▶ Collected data
------------------------------------

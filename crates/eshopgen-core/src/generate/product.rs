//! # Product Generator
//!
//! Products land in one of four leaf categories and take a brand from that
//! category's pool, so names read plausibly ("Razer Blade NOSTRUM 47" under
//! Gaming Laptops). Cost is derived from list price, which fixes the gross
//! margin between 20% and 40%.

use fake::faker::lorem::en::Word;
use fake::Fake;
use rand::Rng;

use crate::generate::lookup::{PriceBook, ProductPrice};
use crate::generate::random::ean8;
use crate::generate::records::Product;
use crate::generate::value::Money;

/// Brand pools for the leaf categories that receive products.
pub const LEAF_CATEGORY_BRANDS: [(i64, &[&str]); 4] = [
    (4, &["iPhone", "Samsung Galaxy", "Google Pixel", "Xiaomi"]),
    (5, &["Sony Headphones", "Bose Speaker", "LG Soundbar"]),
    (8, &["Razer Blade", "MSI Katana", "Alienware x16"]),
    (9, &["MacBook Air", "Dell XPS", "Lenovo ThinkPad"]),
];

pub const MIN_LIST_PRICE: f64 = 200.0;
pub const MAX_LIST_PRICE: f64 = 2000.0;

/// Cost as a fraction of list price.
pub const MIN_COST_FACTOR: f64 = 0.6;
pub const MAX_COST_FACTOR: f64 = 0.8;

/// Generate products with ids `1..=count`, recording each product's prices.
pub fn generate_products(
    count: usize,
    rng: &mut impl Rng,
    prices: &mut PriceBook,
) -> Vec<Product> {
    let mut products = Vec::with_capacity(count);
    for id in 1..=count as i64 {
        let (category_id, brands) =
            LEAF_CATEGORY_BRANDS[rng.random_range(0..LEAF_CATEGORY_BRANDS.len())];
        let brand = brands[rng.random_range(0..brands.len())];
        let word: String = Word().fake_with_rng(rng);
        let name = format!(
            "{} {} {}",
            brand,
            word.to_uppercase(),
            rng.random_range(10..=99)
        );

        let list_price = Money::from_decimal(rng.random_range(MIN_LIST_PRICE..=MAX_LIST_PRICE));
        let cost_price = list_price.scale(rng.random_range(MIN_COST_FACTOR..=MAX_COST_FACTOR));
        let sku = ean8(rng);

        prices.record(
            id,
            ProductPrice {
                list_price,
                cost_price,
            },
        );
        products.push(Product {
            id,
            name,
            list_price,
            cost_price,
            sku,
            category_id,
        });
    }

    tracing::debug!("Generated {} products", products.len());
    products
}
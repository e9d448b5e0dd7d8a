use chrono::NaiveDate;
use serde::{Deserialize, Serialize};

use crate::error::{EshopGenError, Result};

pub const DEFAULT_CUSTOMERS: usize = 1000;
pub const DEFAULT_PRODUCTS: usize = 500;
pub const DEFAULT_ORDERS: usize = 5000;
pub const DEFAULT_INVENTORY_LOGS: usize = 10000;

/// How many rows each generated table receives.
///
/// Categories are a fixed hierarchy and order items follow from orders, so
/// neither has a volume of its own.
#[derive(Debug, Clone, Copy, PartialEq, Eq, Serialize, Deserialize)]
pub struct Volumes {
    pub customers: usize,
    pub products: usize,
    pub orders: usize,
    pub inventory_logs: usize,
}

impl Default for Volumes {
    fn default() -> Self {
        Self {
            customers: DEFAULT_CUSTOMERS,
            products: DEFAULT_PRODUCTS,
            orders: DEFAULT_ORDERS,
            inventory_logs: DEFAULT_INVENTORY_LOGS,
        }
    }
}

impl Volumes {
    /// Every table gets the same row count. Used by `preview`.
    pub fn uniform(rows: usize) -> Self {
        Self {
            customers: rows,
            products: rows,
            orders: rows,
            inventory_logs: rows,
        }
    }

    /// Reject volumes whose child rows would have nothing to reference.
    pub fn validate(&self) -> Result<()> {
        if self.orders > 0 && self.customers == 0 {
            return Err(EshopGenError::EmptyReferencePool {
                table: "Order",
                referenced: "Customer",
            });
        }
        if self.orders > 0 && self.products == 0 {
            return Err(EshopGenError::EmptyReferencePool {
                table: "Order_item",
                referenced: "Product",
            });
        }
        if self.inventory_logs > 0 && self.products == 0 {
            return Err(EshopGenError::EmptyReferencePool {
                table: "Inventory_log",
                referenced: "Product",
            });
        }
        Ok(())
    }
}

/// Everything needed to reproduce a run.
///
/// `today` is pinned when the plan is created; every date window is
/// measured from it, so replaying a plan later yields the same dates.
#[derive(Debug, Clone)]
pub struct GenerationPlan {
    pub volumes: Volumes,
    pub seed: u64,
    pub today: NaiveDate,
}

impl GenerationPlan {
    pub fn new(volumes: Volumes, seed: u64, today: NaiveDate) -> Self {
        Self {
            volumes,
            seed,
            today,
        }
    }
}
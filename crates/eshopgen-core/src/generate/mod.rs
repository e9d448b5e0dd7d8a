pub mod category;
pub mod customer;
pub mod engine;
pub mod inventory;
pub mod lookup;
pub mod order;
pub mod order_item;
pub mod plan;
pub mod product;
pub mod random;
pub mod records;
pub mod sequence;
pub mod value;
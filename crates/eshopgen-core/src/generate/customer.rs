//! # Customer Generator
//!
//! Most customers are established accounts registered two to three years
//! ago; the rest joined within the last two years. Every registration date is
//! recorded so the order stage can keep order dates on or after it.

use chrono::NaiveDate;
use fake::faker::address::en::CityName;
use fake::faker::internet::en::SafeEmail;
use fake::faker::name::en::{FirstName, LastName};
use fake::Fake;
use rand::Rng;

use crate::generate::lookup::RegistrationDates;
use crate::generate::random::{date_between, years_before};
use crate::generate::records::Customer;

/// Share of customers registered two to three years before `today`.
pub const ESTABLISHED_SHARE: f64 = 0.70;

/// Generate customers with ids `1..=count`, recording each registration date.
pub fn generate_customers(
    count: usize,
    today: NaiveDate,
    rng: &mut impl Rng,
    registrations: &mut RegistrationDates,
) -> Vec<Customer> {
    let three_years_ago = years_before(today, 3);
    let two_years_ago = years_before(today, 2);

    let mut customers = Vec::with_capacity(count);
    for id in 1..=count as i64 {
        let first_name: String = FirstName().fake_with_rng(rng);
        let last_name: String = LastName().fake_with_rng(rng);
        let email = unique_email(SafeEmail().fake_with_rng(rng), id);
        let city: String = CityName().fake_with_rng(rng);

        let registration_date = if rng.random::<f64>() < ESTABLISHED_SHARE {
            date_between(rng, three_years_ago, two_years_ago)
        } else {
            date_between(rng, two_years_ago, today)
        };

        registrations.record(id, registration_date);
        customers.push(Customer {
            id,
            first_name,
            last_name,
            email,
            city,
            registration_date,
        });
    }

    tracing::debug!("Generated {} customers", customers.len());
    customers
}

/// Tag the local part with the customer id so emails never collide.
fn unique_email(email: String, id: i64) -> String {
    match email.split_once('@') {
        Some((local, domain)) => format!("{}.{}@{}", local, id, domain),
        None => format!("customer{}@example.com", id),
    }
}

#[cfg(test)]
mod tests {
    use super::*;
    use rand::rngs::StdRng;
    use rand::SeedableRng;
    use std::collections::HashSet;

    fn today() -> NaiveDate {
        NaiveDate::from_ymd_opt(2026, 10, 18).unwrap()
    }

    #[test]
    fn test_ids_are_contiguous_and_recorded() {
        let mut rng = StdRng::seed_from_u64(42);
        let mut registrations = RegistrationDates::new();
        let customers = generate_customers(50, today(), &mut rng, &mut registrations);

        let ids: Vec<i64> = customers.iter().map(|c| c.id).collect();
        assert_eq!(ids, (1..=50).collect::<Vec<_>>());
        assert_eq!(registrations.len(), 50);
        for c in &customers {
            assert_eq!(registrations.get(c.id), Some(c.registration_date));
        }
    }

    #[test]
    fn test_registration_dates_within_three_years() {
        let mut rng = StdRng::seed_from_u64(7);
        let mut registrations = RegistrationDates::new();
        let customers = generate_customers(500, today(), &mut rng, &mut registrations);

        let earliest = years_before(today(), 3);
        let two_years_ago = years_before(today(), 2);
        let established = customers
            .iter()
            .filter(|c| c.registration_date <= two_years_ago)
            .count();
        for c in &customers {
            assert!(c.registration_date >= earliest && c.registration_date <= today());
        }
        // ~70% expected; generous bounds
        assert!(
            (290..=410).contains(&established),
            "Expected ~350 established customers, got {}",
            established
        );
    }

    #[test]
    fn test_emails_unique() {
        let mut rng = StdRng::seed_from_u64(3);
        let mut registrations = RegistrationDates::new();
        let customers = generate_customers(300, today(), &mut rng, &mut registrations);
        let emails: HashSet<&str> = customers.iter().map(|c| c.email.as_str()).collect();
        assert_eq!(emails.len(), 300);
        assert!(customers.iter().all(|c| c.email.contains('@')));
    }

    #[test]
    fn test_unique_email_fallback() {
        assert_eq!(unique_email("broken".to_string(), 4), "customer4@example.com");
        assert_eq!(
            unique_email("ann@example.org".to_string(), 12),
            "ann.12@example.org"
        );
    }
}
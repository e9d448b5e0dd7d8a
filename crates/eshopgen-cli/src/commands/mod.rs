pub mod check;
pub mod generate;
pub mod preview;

------------------------------------

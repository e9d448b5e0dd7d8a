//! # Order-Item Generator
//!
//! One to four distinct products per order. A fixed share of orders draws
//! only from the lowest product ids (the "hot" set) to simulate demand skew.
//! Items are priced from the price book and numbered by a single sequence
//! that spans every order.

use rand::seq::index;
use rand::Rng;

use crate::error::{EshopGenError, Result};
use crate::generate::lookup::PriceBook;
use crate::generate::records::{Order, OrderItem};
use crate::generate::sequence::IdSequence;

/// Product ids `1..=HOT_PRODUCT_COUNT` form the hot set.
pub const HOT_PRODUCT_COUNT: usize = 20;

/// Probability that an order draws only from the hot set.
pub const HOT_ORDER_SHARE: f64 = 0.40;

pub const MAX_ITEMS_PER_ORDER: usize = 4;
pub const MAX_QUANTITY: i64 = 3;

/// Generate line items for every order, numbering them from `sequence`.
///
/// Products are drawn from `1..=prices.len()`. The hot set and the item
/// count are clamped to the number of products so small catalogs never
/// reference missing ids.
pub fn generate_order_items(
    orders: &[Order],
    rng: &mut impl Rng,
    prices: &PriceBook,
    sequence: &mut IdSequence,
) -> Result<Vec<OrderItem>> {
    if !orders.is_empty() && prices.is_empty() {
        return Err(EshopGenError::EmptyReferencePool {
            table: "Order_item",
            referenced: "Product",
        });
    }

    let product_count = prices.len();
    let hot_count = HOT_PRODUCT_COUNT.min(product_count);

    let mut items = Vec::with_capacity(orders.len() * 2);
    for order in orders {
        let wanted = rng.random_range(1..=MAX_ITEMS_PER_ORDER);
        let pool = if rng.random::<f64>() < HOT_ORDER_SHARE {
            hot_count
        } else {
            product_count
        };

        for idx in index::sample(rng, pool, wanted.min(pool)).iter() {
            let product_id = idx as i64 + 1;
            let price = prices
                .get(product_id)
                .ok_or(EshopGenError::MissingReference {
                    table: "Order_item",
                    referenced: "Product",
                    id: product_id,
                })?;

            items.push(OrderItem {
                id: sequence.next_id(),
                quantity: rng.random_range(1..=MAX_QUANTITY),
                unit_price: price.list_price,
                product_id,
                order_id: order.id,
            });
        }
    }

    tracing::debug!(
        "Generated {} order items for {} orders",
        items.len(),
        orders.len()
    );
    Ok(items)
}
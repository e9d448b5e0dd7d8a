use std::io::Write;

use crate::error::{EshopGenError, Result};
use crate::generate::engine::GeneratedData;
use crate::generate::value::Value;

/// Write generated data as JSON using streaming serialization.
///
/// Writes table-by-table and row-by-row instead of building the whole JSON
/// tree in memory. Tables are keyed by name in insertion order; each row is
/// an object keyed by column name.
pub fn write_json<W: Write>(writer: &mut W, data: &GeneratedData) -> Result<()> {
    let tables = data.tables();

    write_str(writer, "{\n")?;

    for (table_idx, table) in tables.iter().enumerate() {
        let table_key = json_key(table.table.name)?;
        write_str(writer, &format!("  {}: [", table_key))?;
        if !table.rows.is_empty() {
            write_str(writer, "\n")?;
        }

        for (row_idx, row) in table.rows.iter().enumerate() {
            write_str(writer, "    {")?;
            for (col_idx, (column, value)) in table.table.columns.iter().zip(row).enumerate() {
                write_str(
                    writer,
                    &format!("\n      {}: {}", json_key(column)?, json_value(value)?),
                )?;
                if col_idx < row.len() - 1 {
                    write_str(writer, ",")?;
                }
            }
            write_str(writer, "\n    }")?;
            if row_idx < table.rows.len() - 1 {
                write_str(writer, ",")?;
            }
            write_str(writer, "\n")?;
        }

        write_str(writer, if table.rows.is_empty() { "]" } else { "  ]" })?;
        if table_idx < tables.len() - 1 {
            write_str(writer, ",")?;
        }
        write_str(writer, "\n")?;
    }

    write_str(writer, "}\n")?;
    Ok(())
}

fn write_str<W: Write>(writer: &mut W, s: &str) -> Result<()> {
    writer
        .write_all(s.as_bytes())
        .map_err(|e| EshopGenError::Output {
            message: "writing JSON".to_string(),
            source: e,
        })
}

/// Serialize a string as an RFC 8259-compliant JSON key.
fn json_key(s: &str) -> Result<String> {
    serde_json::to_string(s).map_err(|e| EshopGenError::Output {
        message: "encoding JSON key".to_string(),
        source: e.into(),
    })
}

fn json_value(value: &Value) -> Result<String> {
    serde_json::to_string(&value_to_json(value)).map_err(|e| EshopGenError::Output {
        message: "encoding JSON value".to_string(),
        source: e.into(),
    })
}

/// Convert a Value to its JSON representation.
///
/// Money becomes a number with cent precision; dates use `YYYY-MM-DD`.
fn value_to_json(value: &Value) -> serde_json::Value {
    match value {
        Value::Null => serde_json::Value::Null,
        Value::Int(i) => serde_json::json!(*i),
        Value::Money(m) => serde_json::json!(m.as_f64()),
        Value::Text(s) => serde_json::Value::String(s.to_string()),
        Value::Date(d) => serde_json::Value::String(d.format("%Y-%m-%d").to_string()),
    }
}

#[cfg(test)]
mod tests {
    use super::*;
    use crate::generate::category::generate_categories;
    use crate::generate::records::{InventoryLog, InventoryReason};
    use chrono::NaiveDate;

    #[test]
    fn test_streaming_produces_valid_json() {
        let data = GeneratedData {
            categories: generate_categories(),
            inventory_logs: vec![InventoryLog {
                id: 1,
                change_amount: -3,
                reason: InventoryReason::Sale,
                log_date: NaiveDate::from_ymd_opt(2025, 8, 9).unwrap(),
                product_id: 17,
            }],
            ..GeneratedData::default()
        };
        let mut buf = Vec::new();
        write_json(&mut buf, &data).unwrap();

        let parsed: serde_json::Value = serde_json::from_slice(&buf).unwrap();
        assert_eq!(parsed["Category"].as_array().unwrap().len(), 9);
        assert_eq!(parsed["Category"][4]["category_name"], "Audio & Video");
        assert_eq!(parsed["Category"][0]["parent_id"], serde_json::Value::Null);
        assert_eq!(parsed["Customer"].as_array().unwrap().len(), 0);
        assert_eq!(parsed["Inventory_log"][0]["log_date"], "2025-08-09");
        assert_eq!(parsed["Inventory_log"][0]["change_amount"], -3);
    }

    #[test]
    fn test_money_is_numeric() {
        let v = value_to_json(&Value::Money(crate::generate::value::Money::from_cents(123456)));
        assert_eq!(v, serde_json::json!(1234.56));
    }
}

------------------------------------

Retype exactly, and only, the lines above from the one where "filename crates/eshopgen-core/src/generate/product.rs" occurs up to and including the one where "category's pool, so" occurs.

filename crates/eshopgen-core/src/generate/product.rs
//! # Product Generator
//!
//! Products land in one of four leaf categories and take a brand from that
//! category's pool, so names read plausibly ("Razer Blade NOSTRUM 47" under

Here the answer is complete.